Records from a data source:
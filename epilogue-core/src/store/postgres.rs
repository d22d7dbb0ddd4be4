//! Postgres-backed actor store.

use std::collections::HashMap;

use async_trait::async_trait;
use chrono::Utc;
use sqlx::{PgPool, Row, postgres::PgRow};
use tracing::{debug, info};

use epilogue_model::{Actor, RejectedFactor};

use crate::error::Result;

use super::{ActorStore, EnrichmentCriteria, EnrichmentWrite, WriteMode};

#[derive(Clone, Debug)]
pub struct PostgresActorStore {
    pool: PgPool,
}

impl PostgresActorStore {
    pub fn new(pool: PgPool) -> Self {
        Self { pool }
    }

    fn pool(&self) -> &PgPool {
        &self.pool
    }

    fn actor_from_row(row: &PgRow) -> std::result::Result<Actor, sqlx::Error> {
        Ok(Actor {
            id: row.try_get("id")?,
            external_id: row.try_get("external_id")?,
            name: row.try_get("name")?,
            birthday: row.try_get("birthday")?,
            deathday: row.try_get("deathday")?,
            place_of_birth: row.try_get("place_of_birth")?,
            cause_of_death: row.try_get("cause_of_death")?,
            popularity: row.try_get("popularity")?,
            biography: row.try_get("biography")?,
        })
    }
}

const ACTOR_COLUMNS: &str = "id, external_id, name, birthday, deathday, place_of_birth, \
                             cause_of_death, popularity, biography";

#[async_trait]
impl ActorStore for PostgresActorStore {
    async fn load_actor(&self, id: i64) -> Result<Option<Actor>> {
        let row = sqlx::query(&format!("SELECT {ACTOR_COLUMNS} FROM actors WHERE id = $1"))
            .bind(id)
            .fetch_optional(self.pool())
            .await?;
        row.as_ref().map(Self::actor_from_row).transpose().map_err(Into::into)
    }

    async fn load_actors_for_enrichment(
        &self,
        criteria: &EnrichmentCriteria,
        limit: i64,
    ) -> Result<Vec<Actor>> {
        let rows = match criteria {
            EnrichmentCriteria::MissingCircumstances => {
                sqlx::query(&format!(
                    "SELECT {ACTOR_COLUMNS} FROM actors a \
                     WHERE a.deathday IS NOT NULL \
                       AND NOT EXISTS (SELECT 1 FROM death_circumstances dc WHERE dc.actor_id = a.id) \
                     ORDER BY a.popularity DESC NULLS LAST \
                     LIMIT $1"
                ))
                .bind(limit)
                .fetch_all(self.pool())
                .await?
            }
            EnrichmentCriteria::ByIds(ids) => {
                sqlx::query(&format!(
                    "SELECT {ACTOR_COLUMNS} FROM actors WHERE id = ANY($1) LIMIT $2"
                ))
                .bind(ids)
                .bind(limit)
                .fetch_all(self.pool())
                .await?
            }
            EnrichmentCriteria::ByExternalIds(ids) => {
                sqlx::query(&format!(
                    "SELECT {ACTOR_COLUMNS} FROM actors WHERE external_id = ANY($1) LIMIT $2"
                ))
                .bind(ids)
                .bind(limit)
                .fetch_all(self.pool())
                .await?
            }
            EnrichmentCriteria::TopBilledInYear {
                year,
                max_billing,
                top_movies,
            } => {
                sqlx::query(&format!(
                    "SELECT DISTINCT {ACTOR_COLUMNS_A} FROM actors a \
                     JOIN movie_credits mc ON mc.actor_id = a.id \
                     JOIN movies m ON m.id = mc.movie_id \
                     WHERE a.deathday IS NOT NULL \
                       AND EXTRACT(YEAR FROM m.release_date) = $1 \
                       AND mc.billing_order <= $2 \
                       AND m.popularity_rank <= $3 \
                     ORDER BY a.popularity DESC NULLS LAST \
                     LIMIT $4",
                    ACTOR_COLUMNS_A = "a.id, a.external_id, a.name, a.birthday, a.deathday, \
                                       a.place_of_birth, a.cause_of_death, a.popularity, a.biography"
                ))
                .bind(year)
                .bind(max_billing)
                .bind(top_movies)
                .bind(limit)
                .fetch_all(self.pool())
                .await?
            }
        };

        let actors = rows
            .iter()
            .map(Self::actor_from_row)
            .collect::<std::result::Result<Vec<_>, _>>()?;
        debug!(count = actors.len(), "loaded actors for enrichment");
        Ok(actors)
    }

    async fn write_enrichment(&self, mode: WriteMode, write: &EnrichmentWrite) -> Result<()> {
        let record = &write.record;
        let factors: Vec<String> = record
            .notable_factors
            .iter()
            .map(|f| f.as_str().to_string())
            .collect();
        let related = serde_json::to_value(&record.related_celebrities)?;
        let now = Utc::now();

        match mode {
            WriteMode::Production => {
                let mut tx = self.pool().begin().await?;

                sqlx::query(
                    "UPDATE actors SET death_enriched_at = $2, death_source_version = $3 \
                     WHERE id = $1",
                )
                .bind(write.actor_id)
                .bind(now)
                .bind(&write.source_version)
                .execute(&mut *tx)
                .await?;

                sqlx::query(
                    "INSERT INTO death_circumstances ( \
                         actor_id, circumstances, rumored_circumstances, location_of_death, \
                         cause_confidence, details_confidence, birthday_confidence, deathday_confidence, \
                         notable_factors, last_project, posthumous_releases, career_status_at_death, \
                         related_celebrities, related_deaths, narrative, has_substantive_content, \
                         raw_sources, source_version, updated_at) \
                     VALUES ($1, $2, $3, $4, $5, $6, $7, $8, $9, $10, $11, $12, $13, $14, $15, $16, $17, $18, $19) \
                     ON CONFLICT (actor_id) DO UPDATE SET \
                         circumstances = EXCLUDED.circumstances, \
                         rumored_circumstances = EXCLUDED.rumored_circumstances, \
                         location_of_death = EXCLUDED.location_of_death, \
                         cause_confidence = EXCLUDED.cause_confidence, \
                         details_confidence = EXCLUDED.details_confidence, \
                         birthday_confidence = EXCLUDED.birthday_confidence, \
                         deathday_confidence = EXCLUDED.deathday_confidence, \
                         notable_factors = EXCLUDED.notable_factors, \
                         last_project = EXCLUDED.last_project, \
                         posthumous_releases = EXCLUDED.posthumous_releases, \
                         career_status_at_death = EXCLUDED.career_status_at_death, \
                         related_celebrities = EXCLUDED.related_celebrities, \
                         related_deaths = EXCLUDED.related_deaths, \
                         narrative = EXCLUDED.narrative, \
                         has_substantive_content = EXCLUDED.has_substantive_content, \
                         raw_sources = EXCLUDED.raw_sources, \
                         source_version = EXCLUDED.source_version, \
                         updated_at = EXCLUDED.updated_at",
                )
                .bind(write.actor_id)
                .bind(&record.circumstances)
                .bind(&record.rumored_circumstances)
                .bind(&record.location_of_death)
                .bind(record.cause_confidence.map(|c| c.as_str()))
                .bind(record.details_confidence.map(|c| c.as_str()))
                .bind(record.birthday_confidence.map(|c| c.as_str()))
                .bind(record.deathday_confidence.map(|c| c.as_str()))
                .bind(&factors)
                .bind(&record.last_project)
                .bind(&record.posthumous_releases)
                .bind(&record.career_status_at_death)
                .bind(&related)
                .bind(&record.related_deaths)
                .bind(&record.narrative)
                .bind(record.has_substantive_content)
                .bind(&write.raw_sources)
                .bind(&write.source_version)
                .bind(now)
                .execute(&mut *tx)
                .await?;

                tx.commit().await?;
                info!(actor_id = write.actor_id, "production enrichment written");
            }
            WriteMode::Staging => {
                let payload = serde_json::to_value(record)?;
                sqlx::query(
                    "INSERT INTO death_circumstances_staging \
                         (run_id, actor_id, payload, raw_sources, source_version, created_at) \
                     VALUES ($1, $2, $3, $4, $5, $6) \
                     ON CONFLICT (run_id, actor_id) DO UPDATE SET \
                         payload = EXCLUDED.payload, \
                         raw_sources = EXCLUDED.raw_sources, \
                         source_version = EXCLUDED.source_version",
                )
                .bind(write.run_id)
                .bind(write.actor_id)
                .bind(&payload)
                .bind(&write.raw_sources)
                .bind(&write.source_version)
                .bind(now)
                .execute(self.pool())
                .await?;
                info!(actor_id = write.actor_id, run_id = %write.run_id, "staging enrichment written");
            }
        }
        Ok(())
    }

    async fn resolve_actors_by_name(&self, names: &[String]) -> Result<HashMap<String, i64>> {
        if names.is_empty() {
            return Ok(HashMap::new());
        }
        let lowered: Vec<String> = names.iter().map(|n| n.to_lowercase()).collect();
        let rows = sqlx::query("SELECT id, name FROM actors WHERE LOWER(name) = ANY($1)")
            .bind(&lowered)
            .fetch_all(self.pool())
            .await?;

        let mut by_lower: HashMap<String, i64> = HashMap::new();
        for row in &rows {
            let id: i64 = row.try_get("id")?;
            let name: String = row.try_get("name")?;
            by_lower.insert(name.to_lowercase(), id);
        }

        // Key the result by the caller's original spellings.
        Ok(names
            .iter()
            .filter_map(|name| {
                by_lower
                    .get(&name.to_lowercase())
                    .map(|id| (name.clone(), *id))
            })
            .collect())
    }

    async fn record_rejected_factors(&self, rows: &[RejectedFactor]) -> Result<()> {
        for factor in rows {
            sqlx::query(
                "INSERT INTO rejected_factors (factor, kind, actor_id, actor_name, recorded_at) \
                 VALUES ($1, $2, $3, $4, $5)",
            )
            .bind(&factor.factor)
            .bind(&factor.kind)
            .bind(factor.actor_id)
            .bind(&factor.actor_name)
            .bind(Utc::now())
            .execute(self.pool())
            .await?;
        }
        Ok(())
    }
}
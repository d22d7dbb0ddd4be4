//! Candidate disambiguation shared by every source.
//!
//! Policy: match on birth year when available; otherwise require a
//! case-insensitive full-name match; otherwise accept a last-name match.
//! Ambiguous candidate sets are rejected rather than guessed at.

use epilogue_model::Actor;

/// A person candidate as returned by an upstream (Wikidata row, search
/// result, book author line).
#[derive(Debug, Clone)]
pub struct PersonCandidate {
    pub name: String,
    pub birth_year: Option<i32>,
}

/// Loose name agreement used for page-level relevance: exact match,
/// query-tokens-subset (middle initials etc.), or last-name match.
pub fn name_matches(query: &str, candidate: &str) -> bool {
    let query_norm = normalize(query);
    let candidate_norm = normalize(candidate);
    if query_norm.is_empty() || candidate_norm.is_empty() {
        return false;
    }
    if query_norm == candidate_norm {
        return true;
    }

    let query_tokens: Vec<&str> = query_norm.split_whitespace().collect();
    let candidate_tokens: Vec<&str> = candidate_norm.split_whitespace().collect();

    // "John Wayne" vs "John M. Wayne": every query token appears.
    if query_tokens
        .iter()
        .all(|token| candidate_tokens.contains(token))
    {
        return true;
    }

    // Last-name agreement is enough for obituary indexes.
    match (query_tokens.last(), candidate_tokens.last()) {
        (Some(a), Some(b)) => a == b,
        _ => false,
    }
}

/// Pick the one candidate that is plausibly the actor. `None` when nothing
/// matches or the match is ambiguous.
pub fn match_candidate<'a>(
    actor: &Actor,
    candidates: &'a [PersonCandidate],
) -> Option<&'a PersonCandidate> {
    if candidates.is_empty() {
        return None;
    }

    if let Some(target_year) = actor.birth_year() {
        let by_year: Vec<&PersonCandidate> = candidates
            .iter()
            .filter(|c| c.birth_year == Some(target_year) && name_matches(&actor.name, &c.name))
            .collect();
        if by_year.len() == 1 {
            return Some(by_year[0]);
        }
        if by_year.len() > 1 {
            return None;
        }
    }

    let by_full_name: Vec<&PersonCandidate> = candidates
        .iter()
        .filter(|c| normalize(&c.name) == normalize(&actor.name))
        .collect();
    if by_full_name.len() == 1 {
        return Some(by_full_name[0]);
    }
    if by_full_name.len() > 1 {
        return None;
    }

    let by_last_name: Vec<&PersonCandidate> = candidates
        .iter()
        .filter(|c| name_matches(&actor.name, &c.name))
        .collect();
    if by_last_name.len() == 1 {
        return Some(by_last_name[0]);
    }
    None
}

/// True when cleaned page text plausibly discusses the actor: the full
/// name appears, or both first and last name appear somewhere.
pub fn page_mentions(actor: &Actor, text: &str) -> bool {
    let haystack = text.to_lowercase();
    let name = normalize(&actor.name);
    if name.is_empty() {
        return false;
    }
    if haystack.contains(&name) {
        return true;
    }
    let mut tokens = name.split_whitespace();
    let first = tokens.next();
    let last = name.split_whitespace().last();
    match (first, last) {
        (Some(first), Some(last)) if first != last => {
            haystack.contains(first) && haystack.contains(last)
        }
        (Some(only), _) => haystack.contains(only),
        _ => false,
    }
}

fn normalize(raw: &str) -> String {
    raw.trim().to_lowercase()
}
//! Strict-but-tolerant JSON extraction from LLM output, and validation of
//! the synthesized record against the closed factor vocabulary.

use serde::Deserialize;
use serde::de::DeserializeOwned;

use epilogue_model::{DeathRecord, FieldConfidence, NotableFactor, RelatedCelebrity};

use crate::error::{EnrichError, Result};

/// Models wrap JSON in prose or code fences; accept the first balanced
/// object and reject everything else.
pub fn from_llm_text<T: DeserializeOwned>(text: &str) -> Result<T> {
    let candidate = extract_json_object(text)
        .ok_or_else(|| EnrichError::SynthesisFailed("no JSON object in response".into()))?;
    Ok(serde_json::from_str(candidate)?)
}

fn extract_json_object(text: &str) -> Option<&str> {
    let start = text.find('{')?;
    let mut depth = 0usize;
    let mut in_string = false;
    let mut escaped = false;
    for (offset, ch) in text[start..].char_indices() {
        if escaped {
            escaped = false;
            continue;
        }
        match ch {
            '\\' if in_string => escaped = true,
            '"' => in_string = !in_string,
            '{' if !in_string => depth += 1,
            '}' if !in_string => {
                depth -= 1;
                if depth == 0 {
                    return Some(&text[start..=start + offset]);
                }
            }
            _ => {}
        }
    }
    None
}

/// The synthesis response as the model emits it: factors are free strings,
/// confidences are lowercase words or null.
#[derive(Debug, Deserialize)]
pub struct SynthesisResponse {
    #[serde(default)]
    pub circumstances: Option<String>,
    #[serde(default)]
    pub rumored_circumstances: Option<String>,
    #[serde(default)]
    pub location_of_death: Option<String>,
    #[serde(default)]
    pub cause_confidence: Option<FieldConfidence>,
    #[serde(default)]
    pub details_confidence: Option<FieldConfidence>,
    #[serde(default)]
    pub birthday_confidence: Option<FieldConfidence>,
    #[serde(default)]
    pub deathday_confidence: Option<FieldConfidence>,
    #[serde(default)]
    pub notable_factors: Vec<String>,
    #[serde(default)]
    pub last_project: Option<String>,
    #[serde(default)]
    pub posthumous_releases: Vec<String>,
    #[serde(default)]
    pub career_status_at_death: Option<String>,
    #[serde(default)]
    pub related_celebrities: Vec<String>,
    #[serde(default)]
    pub related_deaths: Option<String>,
    #[serde(default)]
    pub narrative: Option<String>,
}

/// Factor strings outside the vocabulary, preserved verbatim for telemetry.
#[derive(Debug, Clone)]
pub struct VocabularyFilter {
    pub accepted: Vec<NotableFactor>,
    pub rejected: Vec<String>,
}

pub fn filter_factors(raw: &[String]) -> VocabularyFilter {
    let mut accepted = Vec::new();
    let mut rejected = Vec::new();
    for factor in raw {
        match NotableFactor::parse(factor) {
            Some(parsed) => {
                if !accepted.contains(&parsed) {
                    accepted.push(parsed);
                }
            }
            None => rejected.push(factor.clone()),
        }
    }
    VocabularyFilter { accepted, rejected }
}

/// Convert a parsed response into the domain record. `rejected` is
/// returned alongside so the caller can both persist the telemetry and
/// apply the reject-threshold rule.
pub fn into_record(response: SynthesisResponse) -> (DeathRecord, Vec<String>) {
    let VocabularyFilter { accepted, rejected } = filter_factors(&response.notable_factors);

    let mut record = DeathRecord {
        circumstances: none_if_blank(response.circumstances),
        rumored_circumstances: none_if_blank(response.rumored_circumstances),
        location_of_death: none_if_blank(response.location_of_death),
        cause_confidence: response.cause_confidence,
        details_confidence: response.details_confidence,
        birthday_confidence: response.birthday_confidence,
        deathday_confidence: response.deathday_confidence,
        notable_factors: accepted,
        last_project: none_if_blank(response.last_project),
        posthumous_releases: response.posthumous_releases,
        career_status_at_death: none_if_blank(response.career_status_at_death),
        related_celebrities: response
            .related_celebrities
            .into_iter()
            .filter(|name| !name.trim().is_empty())
            .map(|name| RelatedCelebrity {
                name,
                actor_id: None,
            })
            .collect(),
        related_deaths: none_if_blank(response.related_deaths),
        narrative: none_if_blank(response.narrative),
        has_substantive_content: false,
    };
    record.compute_substantive_content();
    (record, rejected)
}

fn none_if_blank(value: Option<String>) -> Option<String> {
    value.filter(|v| !v.trim().is_empty() && v.trim() != "null")
}
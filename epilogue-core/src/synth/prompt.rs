//! Synthesis prompt assembly. The contract is fixed (identity block,
//! attributed snippets in reliability order, rumor separation, the
//! null-rather-than-fabricate rule, JSON-only output); the wording is not.

use epilogue_model::{Actor, RawSourceSnippet};

pub const SYNTHESIS_SYSTEM: &str =
    "You fuse source material about a deceased actor into one structured record. \
     Prefer higher-reliability sources when they conflict. Keep verified facts and \
     rumors strictly separate. Cite the source name inline where practical, e.g. \
     (per Variety). Never invent a fact: a field you cannot support is null.";

/// Assemble the user prompt. Snippets must already be in reliability
/// order; their position becomes the source number cited back to us.
pub fn build_prompt(actor: &Actor, snippets: &[RawSourceSnippet]) -> String {
    let mut prompt = String::with_capacity(4_096);

    prompt.push_str(&format!("Subject: {}\n", actor.name));
    if let Some(birthday) = actor.birthday {
        prompt.push_str(&format!("Born: {birthday}\n"));
    }
    if let Some(deathday) = actor.deathday {
        prompt.push_str(&format!("Died: {deathday}\n"));
    }
    if let Some(place) = &actor.place_of_birth {
        prompt.push_str(&format!("Place of birth: {place}\n"));
    }

    prompt.push_str("\nSource material, most reliable first:\n");
    for (index, snippet) in snippets.iter().enumerate() {
        let attr = &snippet.attribution;
        prompt.push_str(&format!(
            "\n[{n}] {source} (reliability {tier}",
            n = index + 1,
            source = attr.source_type.as_str(),
            tier = attr.tier.as_str(),
        ));
        if let Some(publication) = &attr.meta.publication {
            prompt.push_str(&format!(", {publication}"));
        }
        if let Some(url) = &attr.meta.url {
            prompt.push_str(&format!(", {url}"));
        }
        prompt.push_str(")\n");
        prompt.push_str(&snippet.payload.text());
        prompt.push('\n');
    }

    prompt.push_str(
        "\nProduce one JSON object with exactly these fields:\n\
         {\n\
           \"circumstances\": string|null,          // verified death circumstances, prose\n\
           \"rumored_circumstances\": string|null,  // rumors only, clearly unverified\n\
           \"location_of_death\": string|null,\n\
           \"cause_confidence\": \"high\"|\"medium\"|\"low\"|null,\n\
           \"details_confidence\": \"high\"|\"medium\"|\"low\"|null,\n\
           \"birthday_confidence\": \"high\"|\"medium\"|\"low\"|null,\n\
           \"deathday_confidence\": \"high\"|\"medium\"|\"low\"|null,\n\
           \"notable_factors\": [string],           // only from: overdose, suicide, accident, homicide, rare_disease, young_death, on_set_death, poverty, addiction, mysterious_circumstances, controversy, career_decline, comeback, posthumous_fame\n\
           \"last_project\": string|null,\n\
           \"posthumous_releases\": [string],\n\
           \"career_status_at_death\": string|null,\n\
           \"related_celebrities\": [string],\n\
           \"related_deaths\": string|null,\n\
           \"narrative\": string|null               // long-form biography when the material supports one\n\
         }\n\
         Respond with the JSON object only. Use null rather than guessing.",
    );

    prompt
}
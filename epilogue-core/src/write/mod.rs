//! Write-back: map a synthesized record into the store, then keep the
//! cache honest.
//!
//! The one hard invariant here: a production write is not done until the
//! actor's cached read-path entries are gone. A cache that cannot be
//! invalidated fails the write.

use std::collections::hash_map::DefaultHasher;
use std::hash::{Hash, Hasher};
use std::sync::Arc;

use tracing::{debug, error, info};
use uuid::Uuid;

use epilogue_model::{Actor, EnrichmentOutcome, RejectedFactor};

use crate::cache::{Cache, CacheKeys};
use crate::error::{EnrichError, Result};
use crate::store::{ActorStore, EnrichmentWrite, WriteMode};

pub struct EnrichmentWriter {
    store: Arc<dyn ActorStore>,
    cache: Arc<dyn Cache>,
    mode: WriteMode,
    run_id: Uuid,
}

impl std::fmt::Debug for EnrichmentWriter {
    fn fmt(&self, f: &mut std::fmt::Formatter<'_>) -> std::fmt::Result {
        f.debug_struct("EnrichmentWriter")
            .field("mode", &self.mode)
            .field("run_id", &self.run_id)
            .finish_non_exhaustive()
    }
}

impl EnrichmentWriter {
    pub fn new(store: Arc<dyn ActorStore>, cache: Arc<dyn Cache>, mode: WriteMode) -> Self {
        Self {
            store,
            cache,
            mode,
            run_id: Uuid::new_v4(),
        }
    }

    pub fn run_id(&self) -> Uuid {
        self.run_id
    }

    pub fn mode(&self) -> WriteMode {
        self.mode
    }

    /// Persist one actor's enrichment. No-op (Ok) when the outcome holds
    /// no record; rejected-factor telemetry is appended either way.
    pub async fn write(
        &self,
        actor: &Actor,
        outcome: &EnrichmentOutcome,
        synthesis_model: &str,
    ) -> Result<()> {
        self.record_rejected_factors(actor, outcome).await?;

        let Some(record) = &outcome.record else {
            debug!(actor_id = actor.id, "nothing to write");
            return Ok(());
        };
        let mut record = record.clone();

        // Resolve related celebrities to internal ids where the store
        // knows the name; unresolved names are kept as-is.
        let names: Vec<String> = record
            .related_celebrities
            .iter()
            .map(|c| c.name.clone())
            .collect();
        if !names.is_empty() {
            let resolved = self.store.resolve_actors_by_name(&names).await?;
            for celebrity in &mut record.related_celebrities {
                celebrity.actor_id = resolved.get(&celebrity.name).copied();
            }
        }

        let write = EnrichmentWrite {
            actor_id: actor.id,
            source_version: source_version(synthesis_model, outcome),
            raw_sources: serde_json::to_value(&outcome.raw_sources)?,
            record,
            run_id: self.run_id,
        };
        self.store.write_enrichment(self.mode, &write).await?;

        if self.mode == WriteMode::Production {
            self.invalidate_actor(actor.id).await?;
        }
        Ok(())
    }

    /// Cache invalidation after a production write. Failure here is fatal
    /// by design: the transaction has committed, so the caller must retry
    /// or reconcile rather than serve stale reads.
    async fn invalidate_actor(&self, actor_id: i64) -> Result<()> {
        let keys = vec![
            CacheKeys::actor_profile(actor_id),
            CacheKeys::actor_death(actor_id),
        ];
        if let Err(err) = self.cache.invalidate(&keys).await {
            error!(actor_id, error = %err, "cache invalidation failed after write");
            return Err(EnrichError::CacheUnavailable(format!(
                "wrote actor {actor_id} but failed to invalidate cache: {err}"
            )));
        }
        if let Err(err) = self
            .cache
            .invalidate_pattern(&CacheKeys::actor_list_pattern())
            .await
        {
            error!(actor_id, error = %err, "list-view invalidation failed after write");
            return Err(EnrichError::CacheUnavailable(format!(
                "wrote actor {actor_id} but failed to invalidate list views: {err}"
            )));
        }
        info!(actor_id, "cache invalidated after production write");
        Ok(())
    }

    async fn record_rejected_factors(
        &self,
        actor: &Actor,
        outcome: &EnrichmentOutcome,
    ) -> Result<()> {
        if outcome.rejected_factors.is_empty() {
            return Ok(());
        }
        let rows: Vec<RejectedFactor> = outcome
            .rejected_factors
            .iter()
            .map(|factor| RejectedFactor {
                factor: factor.clone(),
                kind: "death".to_string(),
                actor_id: actor.id,
                actor_name: actor.name.clone(),
            })
            .collect();
        self.store.record_rejected_factors(&rows).await
    }
}

/// Deterministic version key for idempotent writes: same model and same
/// source set, same version.
fn source_version(synthesis_model: &str, outcome: &EnrichmentOutcome) -> String {
    let mut hasher = DefaultHasher::new();
    synthesis_model.hash(&mut hasher);
    let mut sources: Vec<&str> = outcome
        .raw_sources
        .iter()
        .map(|s| s.attribution.source_type.as_str())
        .collect();
    sources.sort_unstable();
    sources.hash(&mut hasher);
    format!("{synthesis_model}:{:x}", hasher.finish())
}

■ REQUIRED WORK ■
If a line of the data holds the string "escaped", list it.

■ WRITTEN REPLY ■
    let mut escaped = false;
        if escaped {
            escaped = false;
            '\\' if in_string => escaped = true,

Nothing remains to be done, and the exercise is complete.